Through increased mobility and the phenomenal interactive potential of social media, it’s more accurate to depict people as jumping several fences in succession – more-or-less like hurdles in a track meet – than going back to mend any of them. The unusual ease with which people sever their personal contacts these days is assisted by the fact that through electronic communications and social media, one is able to block, delete, or ignore someone completely unilaterally. People take advantage of this convenience, often without prior word of warning or common courtesy.

Though social media has the potential to build bridges, it also helps us to burn them. Our worlds have become increasingly fragmented, and it is common on instant messengers for people to drop out of conversations abruptly and leap over to a new conversation without answering the last question or even saying goodbye. How can trust possibly be built when so many interactions are left incomplete?

Moreover, busy people may receive 500 emails a day and not have time to answer five of them. We have come to accept non-response as a response, but what does that response say? We have no idea, really. We only know that they won’t talk to us, we don’t know why, and the mass phenomenon of all this electronic dismissal, one of another, has eaten away at the morale of an entire nation.

If we’re going to think about rebuilding trust, we need first to consider that there will never be trust at the expense of communication. This applies not only to personal relationships, but to human associations at all levels of society. We don’t trust our educational system, we don’t trust our clergy, we don’t trust the politicians whom we have elected to represent us, and we certainly don’t trust corporate officers. While I would be the last to advocate a reactionary return to a less inclusive era, I will be the first to propose that a revival of misplaced values such as common courtesy and mutual respect would be a good place to start if we are to go about rebuilding trust on a grander scale.

Our devaluing of respectful communication is, to my view, a function of our inordinate love of personal pleasures. It is natural that in a culture so fraught with danger, we would seek escape in diversions that distract us from our troubles. But for many, it has become more important to feel good than to do good. When given a choice between feeling good and doing good, we often choose the former.

A man storms out of the house after an argument with his wife. Instead of returning to bless her with a surprise bouquet, he takes that money to a poker game and escapes into a night of male bonding with the boys. We take our ten dollar bills to the movie theater in order to entertain ourselves, and we ignore the beggar outside the theater whose life might end in the cold that night if he doesn’t get two dollars for an all-night bus pass. We justify our self-serving nature by rationalizing that the person on the other end of our avarice has made bad choices in their lives, and that they need to learn from their mistakes by being deprived of basic needs. But we are neither gods nor goddesses, and no human being is in the moral position to judge another for their station in life, especially when we have no idea what the conditions were that got them there.

As cities become more congested, and the rapid pace of life accelerates, we stigmatize. We hesitate to take the time to listen to the unique stories of those who cross our paths. Instead, we view people according to what “box” we can place them in. The box of leftie. The box of drug addict. The boxes of codependent, feminist, fundamentalist. The list goes on and on. We judge people according to their “boxes,” rather than recognize them as the unique individuals whom they are.

Nowhere is this stereotyping more flagrant than in typical attitudes toward the homeless.
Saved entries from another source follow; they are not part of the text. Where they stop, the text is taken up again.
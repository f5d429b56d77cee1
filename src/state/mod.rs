use std::{future::Future, sync::Arc, time::Duration};

use parking_lot::Mutex;
use serde::Deserialize;
use tracing::{debug, error, info, instrument, warn};

use crate::{
    fetch::{FetchError, Source},
    media::{ExtensionMatch, JokeItem, MediaItem},
};

/// Decides which completion wins when requests overlap.
#[derive(Default, Debug, Clone, Copy, PartialEq, Eq, Deserialize)]
#[serde(rename_all = "snake_case")]
pub enum UpdatePolicy {
    /// Results older than the newest applied one are dropped.
    #[default]
    LatestDispatched,
    /// Whatever finishes last is shown, even if it was dispatched first.
    LastCompleted,
}

#[derive(Default, Debug, Clone, Copy, PartialEq, Eq)]
struct Sequence {
    dispatched: u64,
    applied: u64,
}

impl Sequence {
    fn next(&mut self) -> u64 {
        self.dispatched += 1;
        self.dispatched
    }

    fn accept(&mut self, seq: u64, policy: UpdatePolicy) -> bool {
        match policy {
            UpdatePolicy::LastCompleted => {
                self.applied = seq;
                true
            }
            UpdatePolicy::LatestDispatched if seq > self.applied => {
                self.applied = seq;
                true
            }
            UpdatePolicy::LatestDispatched => false,
        }
    }

    fn is_latest(&self, seq: u64) -> bool {
        seq == self.dispatched
    }

    /// A newer result is already on screen.
    fn is_superseded(&self, seq: u64, policy: UpdatePolicy) -> bool {
        policy == UpdatePolicy::LatestDispatched && seq <= self.applied
    }
}

/// Everything the UI renders that isn't static. Only `Fetcher` mutates it.
#[derive(Default, Debug, Clone, PartialEq)]
pub struct AppState {
    pub media_item: Option<MediaItem>,
    pub joke_item: Option<JokeItem>,
    pub joke_loading: bool,
    pub media_error: Option<String>,
    pub joke_error: Option<String>,
    media_seq: Sequence,
    joke_seq: Sequence,
}

impl AppState {
    /// The error shown in the footer, media first.
    pub fn last_error(&self) -> Option<&str> {
        self.media_error.as_deref().or(self.joke_error.as_deref())
    }

    fn begin_media(&mut self) -> u64 {
        self.media_seq.next()
    }

    fn complete_media(&mut self, seq: u64, item: MediaItem, policy: UpdatePolicy) -> bool {
        if !self.media_seq.accept(seq, policy) {
            return false;
        }
        self.media_item = Some(item);
        self.media_error = None;
        true
    }

    fn begin_joke(&mut self) -> u64 {
        self.joke_loading = true;
        self.joke_seq.next()
    }

    fn complete_joke(
        &mut self,
        seq: u64,
        result: Result<JokeItem, FetchError>,
        policy: UpdatePolicy,
    ) -> bool {
        // an older request finishing must not hide a newer one still in flight
        if policy == UpdatePolicy::LastCompleted || self.joke_seq.is_latest(seq) {
            self.joke_loading = false;
        }
        match result {
            Ok(joke) if self.joke_seq.accept(seq, policy) => {
                self.joke_item = Some(joke);
                self.joke_error = None;
                true
            }
            Ok(_) => false,
            Err(e) => {
                if !self.joke_seq.is_superseded(seq, policy) {
                    self.joke_error = Some(format!("joke: {e}"));
                }
                false
            }
        }
    }

    fn fail_media(&mut self, seq: u64, e: &FetchError, policy: UpdatePolicy) {
        if !self.media_seq.is_superseded(seq, policy) {
            self.media_error = Some(format!("media: {e}"));
        }
    }
}

#[derive(Debug, Clone, Copy, PartialEq, Eq)]
pub enum Outcome {
    Applied,
    Stale,
    Failed,
}

#[derive(Debug, Clone, Copy, PartialEq, Eq)]
pub struct FetchOptions {
    pub policy: UpdatePolicy,
    pub matcher: ExtensionMatch,
    pub chain_joke: bool,
    pub retries: u32,
    pub retry_backoff: Duration,
}

impl Default for FetchOptions {
    fn default() -> Self {
        Self {
            policy: UpdatePolicy::default(),
            matcher: ExtensionMatch::default(),
            chain_joke: true,
            retries: 0,
            retry_backoff: Duration::from_millis(500),
        }
    }
}

/// Runs the media and joke requests against a `Source` and publishes results
/// into the shared `AppState`.
#[derive(Clone)]
pub struct Fetcher {
    source: Arc<dyn Source>,
    state: Arc<Mutex<AppState>>,
    options: FetchOptions,
}

impl Fetcher {
    pub fn new(source: Arc<dyn Source>, options: FetchOptions) -> Self {
        Self {
            source,
            state: Arc::default(),
            options,
        }
    }

    pub fn state(&self) -> Arc<Mutex<AppState>> {
        Arc::clone(&self.state)
    }

    #[cfg(test)]
    pub fn snapshot(&self) -> AppState {
        self.state.lock().clone()
    }

    /// Fetches and classifies a new media item. Never returns an error: failures
    /// are logged and leave the current item in place.
    #[instrument(skip(self))]
    pub async fn fetch_media(&self) -> Outcome {
        let seq = self.state.lock().begin_media();
        debug!(seq, "dispatching media request");

        let result = self.with_retry(|| self.source.media_url()).await;
        match result {
            Ok(url) => {
                let item = MediaItem::new(url, self.options.matcher);
                info!(seq, url = %item.url, kind = item.kind.label(), "media fetched");
                let applied = self
                    .state
                    .lock()
                    .complete_media(seq, item, self.options.policy);
                if !applied {
                    debug!(seq, "discarding stale media");
                    return Outcome::Stale;
                }
                if self.options.chain_joke {
                    self.fetch_joke().await;
                }
                Outcome::Applied
            }
            Err(e) => {
                error!(seq, "Error fetching media: {e}");
                self.state.lock().fail_media(seq, &e, self.options.policy);
                Outcome::Failed
            }
        }
    }

    #[instrument(skip(self))]
    pub async fn fetch_joke(&self) -> Outcome {
        let seq = self.state.lock().begin_joke();
        debug!(seq, "dispatching joke request");

        let result = self.with_retry(|| self.source.joke()).await;
        if let Err(e) = &result {
            error!(seq, "Error fetching joke: {e}");
        }
        let failed = result.is_err();
        let applied = self
            .state
            .lock()
            .complete_joke(seq, result, self.options.policy);
        match (failed, applied) {
            (true, _) => Outcome::Failed,
            (false, true) => Outcome::Applied,
            (false, false) => {
                debug!(seq, "discarding stale joke");
                Outcome::Stale
            }
        }
    }

    async fn with_retry<T, F, Fut>(&self, mut op: F) -> Result<T, FetchError>
    where
        F: FnMut() -> Fut,
        Fut: Future<Output = Result<T, FetchError>>,
    {
        let mut attempt = 0;
        loop {
            match op().await {
                Err(e) if attempt < self.options.retries && !matches!(e, FetchError::JokesDisabled) => {
                    let backoff = self
                        .options
                        .retry_backoff
                        .saturating_mul(2u32.saturating_pow(attempt));
                    attempt += 1;
                    warn!(attempt, ?backoff, "retrying after error: {e}");
                    tokio::time::sleep(backoff).await;
                }
                res => return res,
            }
        }
    }
}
Every homeless person has their story, and I have found that these stories are generally told truthfully. But because of our fast-paced agendas and stigmatic notions as to what the homeless are about, we don’t stop to engage these fellow citizens, especially if we feel interrupted. People do not like to witness visible poverty in all its ugliness, so we turn our heads away from the very people who may need our attention the most.

In hearing any stranger’s story, of course we will have doubts as to its veracity. In the case of a homeless stranger’s story, one often suspects it is only a covert plea for financial assistance. But how do we know that if we don’t stop to hear them out? The fact is, unless the homeless person is visibly drunk or loaded, we have no idea how they are going to spend that money. A recent study by the National Council on Alcoholism and Drug Addiction estimates that 27 percent of homeless people are drug-addicted. Yet I have lived in big cities where homelessness and drug addiction are thought to be synonymous in the eyes of passersby.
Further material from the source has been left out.